Human Tumor-Infiltrating Dendritic Cells: From in Situ Visualization to High-Dimensional Analyses

Cancers (Basel). 2019 Jul 30;11(8):1082. doi: 10.3390/cancers11081082.


The interaction between tumor cells and the immune system is considered to be a dynamic process. Dendritic cells (DCs) play a pivotal role in anti-tumor immunity owing to their outstanding T cell activation ability. Their functions and activities are broad ranged, triggering different mechanisms and responses to the DC subset. Several studies identified in situ human tumor-infiltrating DCs by immunostaining using a limited number of markers. However, considering the heterogeneity of DC subsets, the identification of each subtype present in the immune infiltrate is essential. To achieve this, studies initially relied on flow cytometry analyses to provide a precise characterization of tumor-associated DC subsets based on a combination of multiple markers.
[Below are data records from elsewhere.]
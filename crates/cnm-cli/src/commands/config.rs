//! Config command for managing CLI configuration

use clap::{Args, Subcommand};

use crate::config::Config;
use crate::Cli;

#[derive(Args)]
pub struct ConfigArgs {
    #[command(subcommand)]
    pub command: ConfigCommands,
}

#[derive(Subcommand)]
pub enum ConfigCommands {
    /// Get a config value
    Get {
        /// Config key name (e.g. query.neighbor_depth, categories.materials)
        key: String,
    },
    /// Set a config value
    Set {
        /// Config key name
        key: String,
        /// New value
        value: String,
    },
    /// Print the effective configuration as TOML
    Show,
    /// Show config file path
    Path,
    /// Initialize default config file
    Init {
        /// Overwrite existing config
        #[arg(long)]
        force: bool,
    },
}

pub fn run(args: &ConfigArgs, cli: &Cli) -> anyhow::Result<()> {
    match &args.command {
        ConfigCommands::Get { key } => run_get(cli, key),
        ConfigCommands::Set { key, value } => run_set(cli, key, value),
        ConfigCommands::Show => run_show(cli),
        ConfigCommands::Path => run_path(cli),
        ConfigCommands::Init { force } => run_init(cli, *force),
    }
}

fn run_get(cli: &Cli, key: &str) -> anyhow::Result<()> {
    let config = Config::load(&cli.config_path())?;
    match config.get(key) {
        Some(value) => println!("{}", value),
        None => anyhow::bail!(
            "Unknown config key: {} (available: {}, categories.<stem>)",
            key,
            Config::keys().join(", ")
        ),
    }
    Ok(())
}

fn run_set(cli: &Cli, key: &str, value: &str) -> anyhow::Result<()> {
    let path = cli.config_path();
    let mut config = Config::load(&path)?;
    config.set(key, value)?;
    config.save(&path)?;
    println!("Set {} = {}", key, value);
    Ok(())
}

fn run_show(cli: &Cli) -> anyhow::Result<()> {
    let config = Config::load(&cli.config_path())?;
    print!("{}", config.to_toml()?);
    Ok(())
}

fn run_path(cli: &Cli) -> anyhow::Result<()> {
    println!("{}", cli.config_path().display());
    Ok(())
}

fn run_init(cli: &Cli, force: bool) -> anyhow::Result<()> {
    let path = cli.config_path();

    if path.exists() && !force {
        anyhow::bail!(
            "Config file already exists at {}. Use --force to overwrite.",
            path.display()
        );
    }

    Config::default().save(&path)?;
    println!("Created config file at {}", path.display());
    Ok(())
}
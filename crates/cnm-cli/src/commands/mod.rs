//! CLI command implementations

use std::path::PathBuf;

use clap::Args;
use cnm_core::GraphData;

use crate::config::Config;

pub mod algorithms;
pub mod build;
pub mod completions;
pub mod config;
pub mod query;
pub mod run;

/// Graph input shared by query and analysis commands
#[derive(Args)]
pub struct GraphArgs {
    /// Graph JSON file from `cnm build`, or a directory of category markdown
    #[arg(short, long, default_value = "graph.json")]
    pub graph: PathBuf,
}

impl GraphArgs {
    pub fn load(&self, config: &Config) -> anyhow::Result<GraphData> {
        build::load_graph(&self.graph, config)
    }
}
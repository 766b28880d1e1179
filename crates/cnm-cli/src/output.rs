//! Output formatting utilities

use cnm_analysis::AlgorithmResult;
use cnm_core::{GraphData, Node};
use serde::Serialize;

/// Output format
#[derive(Debug, Clone, Copy, PartialEq, Eq)]
pub enum OutputFormat {
    Table,
    Json,
}

impl From<&str> for OutputFormat {
    fn from(s: &str) -> Self {
        match s.to_lowercase().as_str() {
            "json" => Self::Json,
            _ => Self::Table,
        }
    }
}

/// Pretty JSON for any serializable value
pub fn to_json<T: Serialize>(data: &T) -> anyhow::Result<String> {
    Ok(serde_json::to_string_pretty(data)?)
}

/// One line per node: id, type, label
pub fn node_line(node: &Node) -> String {
    let value = node
        .value
        .map(|v| format!(" value={:.4}", v))
        .unwrap_or_default();
    format!("  {} [{}] {}{}", node.id, node.node_type, node.label, value)
}

pub fn graph_table(graph: &GraphData) -> String {
    let mut out = format!("{} nodes, {} links\n", graph.node_count(), graph.link_count());
    for node in &graph.nodes {
        out.push_str(&node_line(node));
        out.push('\n');
    }
    if !graph.links.is_empty() {
        out.push_str("Links:\n");
        for link in &graph.links {
            out.push_str(&format!("  {} -[{}]-> {}\n", link.source, link.link_type, link.target));
        }
    }
    out
}

/// Header line plus one compact JSON row per line
pub fn result_table(result: &AlgorithmResult, limit: Option<usize>) -> String {
    let mut out = format!(
        "{} ({}): {} rows in {:.2}ms\n",
        result.algorithm_name,
        result.metadata.category,
        result.len(),
        result.metadata.execution_time_ms
    );
    let shown = limit.unwrap_or(result.len());
    for row in result.data.iter().take(shown) {
        out.push_str("  ");
        out.push_str(&row.to_string());
        out.push('\n');
    }
    if shown < result.len() {
        out.push_str(&format!("  ... {} more\n", result.len() - shown));
    }
    out
}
The concomitant development of advanced technologies, such as mass cytometry or complete transcriptome sequencing of a cell population or at a single cell level, has provided further details on previously identified populations, has unveiled previously unknown populations, and has finally led to the standardization of the DCs classification across tissues and species. Here, we review the evolution of tumor-associated DC description, from in situ visualization to their characterization with high-dimensional technologies, and the clinical use of these findings specifically focusing on the prognostic impact of DCs in cancers.

Keywords: RNA-seq; cytometry; dendritic cells; immune signatures; prognosis; single cell RNA-seq.